→ About this task: Return the data below exactly, but only from the line containing "inside the INSERT)." through the line containing "fn init_schema(conn: &Connection)", with both of those lines included.

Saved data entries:
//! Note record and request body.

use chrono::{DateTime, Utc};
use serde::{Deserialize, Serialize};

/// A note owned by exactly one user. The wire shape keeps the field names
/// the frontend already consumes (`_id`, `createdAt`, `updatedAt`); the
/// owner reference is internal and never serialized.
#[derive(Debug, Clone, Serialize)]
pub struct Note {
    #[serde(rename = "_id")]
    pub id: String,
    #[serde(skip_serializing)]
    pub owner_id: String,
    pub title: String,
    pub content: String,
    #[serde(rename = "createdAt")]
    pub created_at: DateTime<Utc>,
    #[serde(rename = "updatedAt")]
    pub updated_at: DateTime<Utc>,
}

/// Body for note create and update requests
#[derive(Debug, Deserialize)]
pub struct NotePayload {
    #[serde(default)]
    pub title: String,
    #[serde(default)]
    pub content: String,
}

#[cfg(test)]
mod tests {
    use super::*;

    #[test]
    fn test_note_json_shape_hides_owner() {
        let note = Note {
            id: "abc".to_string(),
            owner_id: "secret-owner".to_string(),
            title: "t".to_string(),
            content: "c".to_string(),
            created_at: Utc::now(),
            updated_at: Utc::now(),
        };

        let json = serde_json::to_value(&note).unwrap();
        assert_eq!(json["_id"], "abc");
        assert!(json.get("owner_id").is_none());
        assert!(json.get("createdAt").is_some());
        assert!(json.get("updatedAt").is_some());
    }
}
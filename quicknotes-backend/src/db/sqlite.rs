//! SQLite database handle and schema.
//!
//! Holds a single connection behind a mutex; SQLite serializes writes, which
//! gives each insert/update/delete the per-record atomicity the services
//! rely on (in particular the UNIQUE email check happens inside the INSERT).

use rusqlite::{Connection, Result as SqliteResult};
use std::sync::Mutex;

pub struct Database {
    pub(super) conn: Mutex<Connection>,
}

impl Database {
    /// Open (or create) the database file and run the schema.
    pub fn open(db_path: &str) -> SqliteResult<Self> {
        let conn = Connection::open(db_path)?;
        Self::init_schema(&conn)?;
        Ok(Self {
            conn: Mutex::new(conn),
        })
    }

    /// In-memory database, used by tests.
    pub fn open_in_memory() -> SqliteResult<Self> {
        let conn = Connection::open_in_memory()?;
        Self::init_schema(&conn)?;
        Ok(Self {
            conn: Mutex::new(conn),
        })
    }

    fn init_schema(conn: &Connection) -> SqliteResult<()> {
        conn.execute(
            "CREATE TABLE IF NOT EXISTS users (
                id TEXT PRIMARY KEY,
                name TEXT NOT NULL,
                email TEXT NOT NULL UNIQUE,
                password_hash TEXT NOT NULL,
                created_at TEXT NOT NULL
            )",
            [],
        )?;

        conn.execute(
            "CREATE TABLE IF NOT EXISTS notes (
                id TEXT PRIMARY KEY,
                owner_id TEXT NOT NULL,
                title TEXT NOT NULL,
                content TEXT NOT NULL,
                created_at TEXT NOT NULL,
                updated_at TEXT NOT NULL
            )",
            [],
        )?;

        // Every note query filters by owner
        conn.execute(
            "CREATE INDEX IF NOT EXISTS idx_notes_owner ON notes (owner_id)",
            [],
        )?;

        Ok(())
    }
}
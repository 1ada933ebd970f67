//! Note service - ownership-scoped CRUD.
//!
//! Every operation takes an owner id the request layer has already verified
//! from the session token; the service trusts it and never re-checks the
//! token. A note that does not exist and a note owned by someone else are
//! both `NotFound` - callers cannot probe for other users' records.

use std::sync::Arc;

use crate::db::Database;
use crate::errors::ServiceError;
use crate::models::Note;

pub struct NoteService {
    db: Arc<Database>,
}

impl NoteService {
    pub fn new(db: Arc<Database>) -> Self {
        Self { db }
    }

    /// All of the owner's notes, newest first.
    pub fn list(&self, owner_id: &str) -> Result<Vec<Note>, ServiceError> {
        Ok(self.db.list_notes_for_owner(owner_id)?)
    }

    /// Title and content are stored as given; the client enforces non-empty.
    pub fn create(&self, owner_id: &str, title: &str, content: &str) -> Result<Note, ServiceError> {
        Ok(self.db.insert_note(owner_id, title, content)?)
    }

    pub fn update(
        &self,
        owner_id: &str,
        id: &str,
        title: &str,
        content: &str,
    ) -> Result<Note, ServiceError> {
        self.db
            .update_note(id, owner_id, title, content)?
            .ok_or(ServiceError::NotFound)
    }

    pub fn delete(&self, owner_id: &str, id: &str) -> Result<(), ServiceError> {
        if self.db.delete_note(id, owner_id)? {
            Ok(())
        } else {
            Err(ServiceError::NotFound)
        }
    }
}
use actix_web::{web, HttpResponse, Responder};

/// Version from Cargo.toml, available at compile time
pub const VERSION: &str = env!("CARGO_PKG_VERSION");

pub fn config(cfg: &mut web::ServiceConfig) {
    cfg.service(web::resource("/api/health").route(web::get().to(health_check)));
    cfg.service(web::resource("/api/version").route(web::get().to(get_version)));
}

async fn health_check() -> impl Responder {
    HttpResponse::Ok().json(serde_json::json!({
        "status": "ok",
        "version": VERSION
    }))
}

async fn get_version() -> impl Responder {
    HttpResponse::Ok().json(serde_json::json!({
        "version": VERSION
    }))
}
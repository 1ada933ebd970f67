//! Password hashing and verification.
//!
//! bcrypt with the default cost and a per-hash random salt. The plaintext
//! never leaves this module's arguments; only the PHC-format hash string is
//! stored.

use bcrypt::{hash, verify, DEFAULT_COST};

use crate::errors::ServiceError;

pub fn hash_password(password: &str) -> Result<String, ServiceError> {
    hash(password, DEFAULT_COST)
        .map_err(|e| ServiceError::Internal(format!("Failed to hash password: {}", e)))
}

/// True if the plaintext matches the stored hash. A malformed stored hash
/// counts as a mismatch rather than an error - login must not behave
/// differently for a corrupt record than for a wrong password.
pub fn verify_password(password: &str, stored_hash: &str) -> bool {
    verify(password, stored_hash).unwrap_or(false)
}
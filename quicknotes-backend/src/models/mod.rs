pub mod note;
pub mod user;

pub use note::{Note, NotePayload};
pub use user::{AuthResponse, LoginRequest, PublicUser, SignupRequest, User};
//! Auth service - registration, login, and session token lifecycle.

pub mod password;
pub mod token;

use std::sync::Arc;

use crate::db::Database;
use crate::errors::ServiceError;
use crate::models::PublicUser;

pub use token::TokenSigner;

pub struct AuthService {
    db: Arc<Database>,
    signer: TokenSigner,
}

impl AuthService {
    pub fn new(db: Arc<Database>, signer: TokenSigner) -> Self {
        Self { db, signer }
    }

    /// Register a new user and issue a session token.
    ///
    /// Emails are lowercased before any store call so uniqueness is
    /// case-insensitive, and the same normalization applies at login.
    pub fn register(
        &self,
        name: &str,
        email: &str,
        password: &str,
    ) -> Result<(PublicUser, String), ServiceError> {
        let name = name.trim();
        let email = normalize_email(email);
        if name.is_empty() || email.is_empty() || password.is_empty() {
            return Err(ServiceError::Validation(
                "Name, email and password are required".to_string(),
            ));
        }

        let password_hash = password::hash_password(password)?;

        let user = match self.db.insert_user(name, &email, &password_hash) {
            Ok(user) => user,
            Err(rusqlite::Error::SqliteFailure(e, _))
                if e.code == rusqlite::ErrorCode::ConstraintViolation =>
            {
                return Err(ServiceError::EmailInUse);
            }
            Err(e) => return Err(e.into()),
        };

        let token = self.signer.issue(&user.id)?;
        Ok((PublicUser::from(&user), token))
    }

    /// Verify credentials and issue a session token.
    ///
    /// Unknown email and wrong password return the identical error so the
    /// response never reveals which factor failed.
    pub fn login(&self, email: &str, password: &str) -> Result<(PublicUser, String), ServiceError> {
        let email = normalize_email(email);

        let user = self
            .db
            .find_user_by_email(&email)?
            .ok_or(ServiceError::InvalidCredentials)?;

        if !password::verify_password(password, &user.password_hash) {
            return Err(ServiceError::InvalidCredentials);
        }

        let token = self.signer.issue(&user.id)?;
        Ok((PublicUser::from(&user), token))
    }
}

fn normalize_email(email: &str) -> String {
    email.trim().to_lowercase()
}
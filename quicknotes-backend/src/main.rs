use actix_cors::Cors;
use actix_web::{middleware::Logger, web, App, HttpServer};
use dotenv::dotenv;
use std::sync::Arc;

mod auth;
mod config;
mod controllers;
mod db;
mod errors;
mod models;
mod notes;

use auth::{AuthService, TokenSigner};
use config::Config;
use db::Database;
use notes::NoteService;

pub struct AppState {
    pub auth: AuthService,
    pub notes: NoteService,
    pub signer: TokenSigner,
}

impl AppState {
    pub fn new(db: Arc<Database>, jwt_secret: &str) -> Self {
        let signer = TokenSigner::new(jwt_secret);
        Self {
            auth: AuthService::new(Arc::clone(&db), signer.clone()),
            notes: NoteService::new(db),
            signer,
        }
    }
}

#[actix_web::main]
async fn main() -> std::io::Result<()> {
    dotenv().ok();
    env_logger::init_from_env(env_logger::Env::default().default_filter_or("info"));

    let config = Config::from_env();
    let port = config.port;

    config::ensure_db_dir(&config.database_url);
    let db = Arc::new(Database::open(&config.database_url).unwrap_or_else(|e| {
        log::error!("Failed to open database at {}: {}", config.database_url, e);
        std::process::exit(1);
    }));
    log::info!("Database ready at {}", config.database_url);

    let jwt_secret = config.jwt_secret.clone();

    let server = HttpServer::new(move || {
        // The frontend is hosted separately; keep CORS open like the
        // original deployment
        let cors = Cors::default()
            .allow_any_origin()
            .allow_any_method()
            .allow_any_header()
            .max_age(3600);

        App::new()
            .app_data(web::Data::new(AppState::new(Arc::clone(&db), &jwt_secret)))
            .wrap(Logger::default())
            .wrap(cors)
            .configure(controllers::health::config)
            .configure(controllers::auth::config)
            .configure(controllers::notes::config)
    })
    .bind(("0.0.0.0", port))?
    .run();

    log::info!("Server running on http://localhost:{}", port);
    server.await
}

→ Solution to this exercise:
//! rely on (in particular the UNIQUE email check happens inside the INSERT).

use rusqlite::{Connection, Result as SqliteResult};
use std::sync::Mutex;

pub struct Database {
    pub(super) conn: Mutex<Connection>,
}

impl Database {
    /// Open (or create) the database file and run the schema.
    pub fn open(db_path: &str) -> SqliteResult<Self> {
        let conn = Connection::open(db_path)?;
        Self::init_schema(&conn)?;
        Ok(Self {
            conn: Mutex::new(conn),
        })
    }

    /// In-memory database, used by tests.
    pub fn open_in_memory() -> SqliteResult<Self> {
        let conn = Connection::open_in_memory()?;
        Self::init_schema(&conn)?;
        Ok(Self {
            conn: Mutex::new(conn),
        })
    }

    fn init_schema(conn: &Connection) -> SqliteResult<()> {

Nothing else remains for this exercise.